Approach: One-on-one interviews were used to improve understanding of community stakeholders’ perspectives in their own words. FMPO was particularly interested in the effects of the fires on the region’s Navajo community, many of whom travel frequently across the routes closed by fires and fire-related flooding. Additionally, planners thought it would be valuable to assess evacuation readiness among Flagstaff’s nondriving residents, whether nondriving or car-free by choice.

Six interview participants were identified through the city of Flagstaff’s community forum, an online forum for civic engagement with more than 3,000 registered users. Participants were screened based on membership in populations of interest. Participants were interviewed via online videoconference and given a gift of a $25 gift card to thank them for their time.

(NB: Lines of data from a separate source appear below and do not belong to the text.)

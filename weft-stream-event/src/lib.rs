//! Stream event wire protocol: type + payload + envelope.
//!
//! This crate defines the wire shape of a single stream event and envelope injection.
//! It does not depend on `weft`. `weft::events::StreamEvent::to_protocol_event` bridges
//! the runtime's in-process event enum into `ProtocolEvent` before handing it to `to_json`.

pub mod envelope;
pub mod event;

pub use envelope::{to_json, Envelope, EnvelopeState};
pub use event::ProtocolEvent;
impl Workflow {
    pub fn new() -> Self {
        Self {
            steps: Vec::new(),
            max_concurrency: 4,
        }
    }

    pub fn with_max_concurrency(mut self, n: usize) -> Self {
        self.max_concurrency = n.max(1);
        self
    }

    pub fn add_step(mut self, step: Step) -> Self {
        self.steps.push(step);
        self
    }

    /// Validates step names, dependency references, required loop/iteration
    /// options, and reachability; builds the execution order.
    pub fn compile(self) -> std::result::Result<CompiledWorkflow, WorkflowError> {
        let mut seen = HashSet::new();
        for step in &self.steps {
            if !seen.insert(step.name.clone()) {
                return Err(WorkflowError::DuplicateStep(step.name.clone()));
            }
            validate_body(&step.name, &step.body)?;
        }

        let names: HashSet<&str> = self.steps.iter().map(|s| s.name.as_str()).collect();
        for step in &self.steps {
            for dep in &step.after {
                if !names.contains(dep.as_str()) {
                    return Err(WorkflowError::UnresolvedInput(step.name.clone()));
                }
            }
        }

        let order = topological_order(&self.steps)?;

        Ok(CompiledWorkflow {
            steps: self.steps,
            order,
            max_concurrency: self.max_concurrency,
        })
    }
}

fn validate_body(name: &str, body: &StepBody) -> std::result::Result<(), WorkflowError> {
    match body {
        StepBody::ForEach { iter_over, body, .. } => {
            if iter_over.is_none() {
                return Err(WorkflowError::MissingIterOver(name.to_string()));
            }
            validate_body(&body.name, &body.body)
        }
        StepBody::DoUntil { until, max_iter, body } => {
            if until.is_none() {
                return Err(WorkflowError::MissingUntilPredicate(name.to_string()));
            }
            if max_iter.is_none() {
                return Err(WorkflowError::MissingMaxIter(name.to_string()));
            }
            validate_body(&body.name, &body.body)
        }
        StepBody::DoWhile { while_true, max_iter, body } => {
            if while_true.is_none() {
                return Err(WorkflowError::MissingWhilePredicate(name.to_string()));
            }
            if max_iter.is_none() {
                return Err(WorkflowError::MissingMaxIter(name.to_string()));
            }
            validate_body(&body.name, &body.body)
        }
        StepBody::AgentStep { .. } | StepBody::ToolStep { .. } => Ok(()),
    }
}

/// Kahn's-algorithm layering: each layer is the set of not-yet-run steps
/// whose dependencies are all satisfied by earlier layers. Layers run
/// sequentially; steps within a layer run concurrently (bounded by
/// `max_concurrency`). A step left out of every layer once the queue empties
/// indicates a cycle.
fn topological_order(steps: &[Step]) -> std::result::Result<Vec<Vec<String>>, WorkflowError> {
    let mut remaining: HashMap<&str, &Step> = steps.iter().map(|s| (s.name.as_str(), s)).collect();
    let mut layers = Vec::new();

    while !remaining.is_empty() {
        let ready: Vec<String> = remaining
            .values()
            .filter(|s| s.after.iter().all(|dep| !remaining.contains_key(dep.as_str())))
            .map(|s| s.name.clone())
            .collect();

        if ready.is_empty() {
            let stuck = remaining.keys().next().map(|s| s.to_string()).unwrap_or_default();
            return Err(WorkflowError::Cycle(stuck));
        }

        for name in &ready {
            remaining.remove(name.as_str());
        }
        layers.push(ready);
    }

    Ok(layers)
}

/// A validated, ready-to-run workflow.
pub struct CompiledWorkflow {
    steps: Vec<Step>,
    order: Vec<Vec<String>>,
    max_concurrency: usize,
}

Findings: All respondents were affected by wildfires to greater and lesser degrees. The consequences of those disasters were determined not just by the events themselves but by people’s pre-existing strengths and vulnerabilities, and the resources they had to use for coping with the consequences. For example, while salaried, white-collar workers experiencing a work travel disruption did not report losing income, low-income service workers were vulnerable to income loss. For Native American residents, the normally 90-minute trip from Tuba City, on the Navajo-Hopi reservation, to Flagstaff—where many Navajo Nation members go to work, access healthcare, or visit family—doubled in length or became impossible.
Evacuation preparedness among vulnerable populations also was found to be worse than expected. As one nondriving resident put it, “I have a plan, and I’ve got my passport, and some cash and a jump bag and my bathroom set up so I can grab cleansing items on my way out the door, but I do not know how I would get out of here.”
For FMPO, the project gave a very real face to community needs and the effects of FMPO’s decisions. It replaced FMPO’s hunches about community needs with data. Additionally, FMPO made connections with community stakeholders. Leads were identified to work with a local stormwater mitigation organization and to connect with Flagstaff’s homeless community, who live in the wildfire-vulnerable national forest. Participants reacted to the experience positively. As one said, “There’s really been no one to speak to about this. So, them doing this kind of outreach? Let them know that I appreciate it.”